Les éoliennes sont devenues le symbole et la synthèse d'un ensemble de problématiques et de malaises français
Car ils comprennent de plus en plus et de mieux en mieux que, derrière la «lutte contre le changement climatique» (que personne ne remet en cause), c'est d'autre chose dont il est question : la souveraineté énergétique de la France, la destruction de ses paysages, les enjeux géostratégiques et géopolitiques, les rapports de force sans pitié au sein de l'Union européenne (en particulier le rapport franco-allemand), la destruction d'EDF, du service public de l'énergie et de sa mise à l'encan sur le marché mondial via des multinationales complètement intégrées au système financier et néolibéral. Ils comprennent de plus en plus que c'est aussi et peut-être même surtout, de cela dont il s'agit. Evidemment tout cela ne semble pas très «vert». Or, la pression idéologique ne peut s'accommoder longuement avec un mouvement de fond qui tente de sortir de la situation dans laquelle on cherche à l'enfermer.
Les éoliennes sont devenues le symbole et la synthèse d'un ensemble de problématiques et de malaises français.

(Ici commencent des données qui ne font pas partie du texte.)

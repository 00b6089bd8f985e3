//! Sharded object pool.
//!
//! Objects live in a fixed number of bounded lock-free shards. A caller
//! starts at the shard selected by its shard key (by default a per-thread
//! hint) and walks the others only on a miss:
//!
//! ```text
//! rent(key):   shard[key % n] → shard[last_full] → linear scan → overflow → factory
//! return(key): shard[key % n] → shard[last_empty] → linear scan → overflow | reject
//! ```
//!
//! `last_full` remembers the most recent shard a return found full (a good
//! place to rent from); `last_empty` remembers the most recent shard a
//! rent found empty (a good place to return to). Both are locality hints
//! only. When the pool has an overflow queue, returned objects are never
//! dropped.

use std::cell::Cell;
use std::fmt;
use std::sync::atomic::{AtomicBool, AtomicU64, AtomicUsize, Ordering};

use crossbeam_channel::{bounded, unbounded, Receiver, Sender, TrySendError};
use skein_core::{fail_fast, ConfigError, ObjectPool, Violation};

use crate::config::PoolConfig;

type Factory<T> = Box<dyn Fn() -> T + Send + Sync>;

/// One bounded queue, padded to its own cache lines.
#[repr(align(128))]
struct Shard<T> {
    tx: Sender<T>,
    rx: Receiver<T>,
}

impl<T> Shard<T> {
    fn new(capacity: usize) -> Self {
        let (tx, rx) = bounded(capacity);
        Self { tx, rx }
    }

    fn drain(&self) -> usize {
        self.rx.try_iter().count()
    }
}

/// Pool activity counters.
#[derive(Clone, Copy, Debug, Default, PartialEq, Eq)]
pub struct PoolStats {
    /// Objects created by the factory because every shard was empty.
    pub factory_calls: u64,
    /// Returns that spilled into the overflow queue.
    pub overflow_pushes: u64,
    /// Rents served from the overflow queue.
    pub overflow_pops: u64,
    /// Returns rejected because the pool was full or disposed.
    pub rejected: u64,
}

#[derive(Default)]
struct Counters {
    factory_calls: AtomicU64,
    overflow_pushes: AtomicU64,
    overflow_pops: AtomicU64,
    rejected: AtomicU64,
}

/// A bounded-per-shard object pool with optional unbounded overflow.
pub struct ShardedPool<T> {
    shards: Box<[Shard<T>]>,
    overflow: Option<Shard<T>>,
    factory: Factory<T>,
    last_full: AtomicUsize,
    last_empty: AtomicUsize,
    disposed: AtomicBool,
    counters: Counters,
}

// Compile-time assertion: ShardedPool<T> is Send + Sync for Send items.
const _: fn() = || {
    fn assert<T: Send + Sync>() {}
    assert::<ShardedPool<Vec<u8>>>();
};

impl<T: Send> ShardedPool<T> {
    /// Build a pool. `factory` creates objects on a full miss.
    pub fn new(
        config: &PoolConfig,
        factory: impl Fn() -> T + Send + Sync + 'static,
    ) -> Result<Self, ConfigError> {
        config.validate()?;
        Ok(Self::with_shards(
            config.resolved_shard_count(),
            config.shard_capacity,
            config.unbounded_overflow,
            factory,
        ))
    }

    /// Build from already-validated parts.
    pub(crate) fn with_shards(
        shard_count: usize,
        shard_capacity: usize,
        unbounded_overflow: bool,
        factory: impl Fn() -> T + Send + Sync + 'static,
    ) -> Self {
        let shards = (0..shard_count.max(1))
            .map(|_| Shard::new(shard_capacity.max(1)))
            .collect::<Vec<_>>()
            .into_boxed_slice();
        let overflow = unbounded_overflow.then(|| {
            let (tx, rx) = unbounded();
            Shard { tx, rx }
        });
        Self {
            shards,
            overflow,
            factory: Box::new(factory),
            last_full: AtomicUsize::new(0),
            last_empty: AtomicUsize::new(0),
            disposed: AtomicBool::new(false),
            counters: Counters::default(),
        }
    }

    /// Number of shards.
    pub fn shard_count(&self) -> usize {
        self.shards.len()
    }

    /// Objects currently pooled, shards and overflow together. Racy.
    pub fn pooled(&self) -> usize {
        self.shards.iter().map(|s| s.rx.len()).sum::<usize>()
            + self.overflow.as_ref().map_or(0, |o| o.rx.len())
    }

    /// Whether [`dispose`](ObjectPool::dispose) has been called.
    pub fn is_disposed(&self) -> bool {
        self.disposed.load(Ordering::Acquire)
    }

    /// Snapshot of the activity counters.
    pub fn stats(&self) -> PoolStats {
        PoolStats {
            factory_calls: self.counters.factory_calls.load(Ordering::Relaxed),
            overflow_pushes: self.counters.overflow_pushes.load(Ordering::Relaxed),
            overflow_pops: self.counters.overflow_pops.load(Ordering::Relaxed),
            rejected: self.counters.rejected.load(Ordering::Relaxed),
        }
    }

    /// Rent starting at the shard selected by `shard_key`.
    #[track_caller]
    pub fn rent_at(&self, shard_key: usize) -> T {
        match self.try_rent_pooled_at(shard_key) {
            Some(item) => item,
            None => {
                self.counters.factory_calls.fetch_add(1, Ordering::Relaxed);
                tracing::trace!("pool miss, using factory");
                (self.factory)()
            }
        }
    }

    /// Rent only from pooled objects; `None` instead of calling the
    /// factory.
    #[track_caller]
    pub fn try_rent_pooled(&self) -> Option<T> {
        self.try_rent_pooled_at(thread_shard_hint())
    }

    /// Like [`try_rent_pooled`](Self::try_rent_pooled) with an explicit
    /// shard key.
    #[track_caller]
    pub fn try_rent_pooled_at(&self, shard_key: usize) -> Option<T> {
        if self.is_disposed() {
            fail_fast(Violation::PoolDisposed);
        }
        let start = shard_key % self.shards.len();
        let hint = self.last_full.load(Ordering::Relaxed) % self.shards.len();
        for index in probe_order(start, hint, self.shards.len()) {
            match self.shards[index].rx.try_recv() {
                Ok(item) => return Some(item),
                Err(_) => self.last_empty.store(index, Ordering::Relaxed),
            }
        }
        let overflow = self.overflow.as_ref()?;
        let item = overflow.rx.try_recv().ok()?;
        self.counters.overflow_pops.fetch_add(1, Ordering::Relaxed);
        Some(item)
    }

    /// Return starting at the shard selected by `shard_key`.
    pub fn try_return_at(&self, item: T, shard_key: usize) -> Result<(), T> {
        if self.is_disposed() {
            self.counters.rejected.fetch_add(1, Ordering::Relaxed);
            return Err(item);
        }
        let start = shard_key % self.shards.len();
        let hint = self.last_empty.load(Ordering::Relaxed) % self.shards.len();
        let mut item = item;
        for index in probe_order(start, hint, self.shards.len()) {
            match self.shards[index].tx.try_send(item) {
                Ok(()) => return Ok(()),
                Err(TrySendError::Full(back)) | Err(TrySendError::Disconnected(back)) => {
                    self.last_full.store(index, Ordering::Relaxed);
                    item = back;
                }
            }
        }
        match &self.overflow {
            Some(overflow) => match overflow.tx.try_send(item) {
                Ok(()) => {
                    self.counters.overflow_pushes.fetch_add(1, Ordering::Relaxed);
                    tracing::debug!("all shards full, spilled to overflow");
                    Ok(())
                }
                Err(e) => Err(e.into_inner()),
            },
            None => {
                self.counters.rejected.fetch_add(1, Ordering::Relaxed);
                Err(item)
            }
        }
    }
}

impl<T: Send> ObjectPool<T> for ShardedPool<T> {
    fn rent(&self) -> T {
        self.rent_at(thread_shard_hint())
    }

    fn try_return(&self, item: T) -> Result<(), T> {
        self.try_return_at(item, thread_shard_hint())
    }

    fn dispose(&self) {
        if self.disposed.swap(true, Ordering::AcqRel) {
            return;
        }
        let dropped = self.shards.iter().map(Shard::drain).sum::<usize>()
            + self.overflow.as_ref().map_or(0, Shard::drain);
        tracing::debug!(dropped, "pool disposed");
    }
}

impl<T> fmt::Debug for ShardedPool<T> {
    fn fmt(&self, f: &mut fmt::Formatter<'_>) -> fmt::Result {
        f.debug_struct("ShardedPool")
            .field("shards", &self.shards.len())
            .field("overflow", &self.overflow.is_some())
            .field("disposed", &self.disposed.load(Ordering::Relaxed))
            .finish()
    }
}

/// Visit `start`, then `hint`, then every other shard in order, each once.
fn probe_order(start: usize, hint: usize, len: usize) -> impl Iterator<Item = usize> {
    std::iter::once(start)
        .chain((hint != start).then_some(hint))
        .chain((1..len).map(move |o| (start + o) % len).filter(move |&i| i != hint))
}

/// Stable per-thread shard key.
pub fn thread_shard_hint() -> usize {
    static NEXT: AtomicUsize = AtomicUsize::new(0);
    thread_local! {
        static HINT: Cell<Option<usize>> = const { Cell::new(None) };
    }
    HINT.with(|hint| match hint.get() {
        Some(h) => h,
        None => {
            let h = NEXT.fetch_add(1, Ordering::Relaxed);
            hint.set(Some(h));
            h
        }
    })
}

Ceux-ci s'attaquent actuellement à l'une des dernières fiertés françaises, c'est-à-dire la beauté de nos paysages et la fierté tranquille qu'elles nous inspirent. Il ne faut pas négliger l'attachement «charnel» des Français à la beauté de notre pays. Or, cette atteinte majeure à ce qu'ils considèrent, à juste titre, comme étant leur patrimoine, se greffent sur un sentiment profond de délitement du pays sur lequel j'ai déjà eu l'occasion de m'exprimer dans ces colonnes. Nos compatriotes font de moins en moins le lien entre la nécessité de lutter contre le changement climatique et le saccage de nos paysages, la lutte indispensable contre les rejets de CO2 et la multiplication par deux du nombre d'éoliennes. Dans le même temps, le citoyen redécouvre que l'électricité d'origine nucléaire n'est pas sans vertus loin s'en faut : décarbonée, elle fait de la France une grande puissance énergétique. Le citoyen comprend également de mieux en mieux que tout cela est l'enjeu de gigantesques négociations au sein de la Commission européenne, que l'Allemagne et son industrie aimeraient bien ne plus avoir EDF comme concurrente, que la transition écologique allemande et son programme d'arrêt du nucléaire est loin d'être une réussite. Oui c'est de tout cela dont on parle dans les collectifs.
[Un] sujet qui est à la fois, industriel, technocratique, touche à notre souveraineté et à la maîtrise de notre destin
En outre, les Français perçoivent de mieux en mieux la globalité des enjeux que recouvrent ce sujet qui est à la fois, industriel, technocratique, touche à notre souveraineté et à la maîtrise de notre destin. Loin d'être un refus de lutter contre le changement climatique, ils refusent de prendre des vessies pour des lanternes dans un contexte d'immense discrédit de la «classe politique.» Question énergétique, question démocratique, enjeux globaux... nos concitoyens font le lien et ne supportent plus les leçons de morale de la ministre de la Transition écologique Madame Barbara Pompili comme de tant d'autres. Car ils sentent bien que ce «modèle» qu'on leur propose n'est qu'un moyen supplémentaire de les empêcher de reprendre en main notre destin collectif.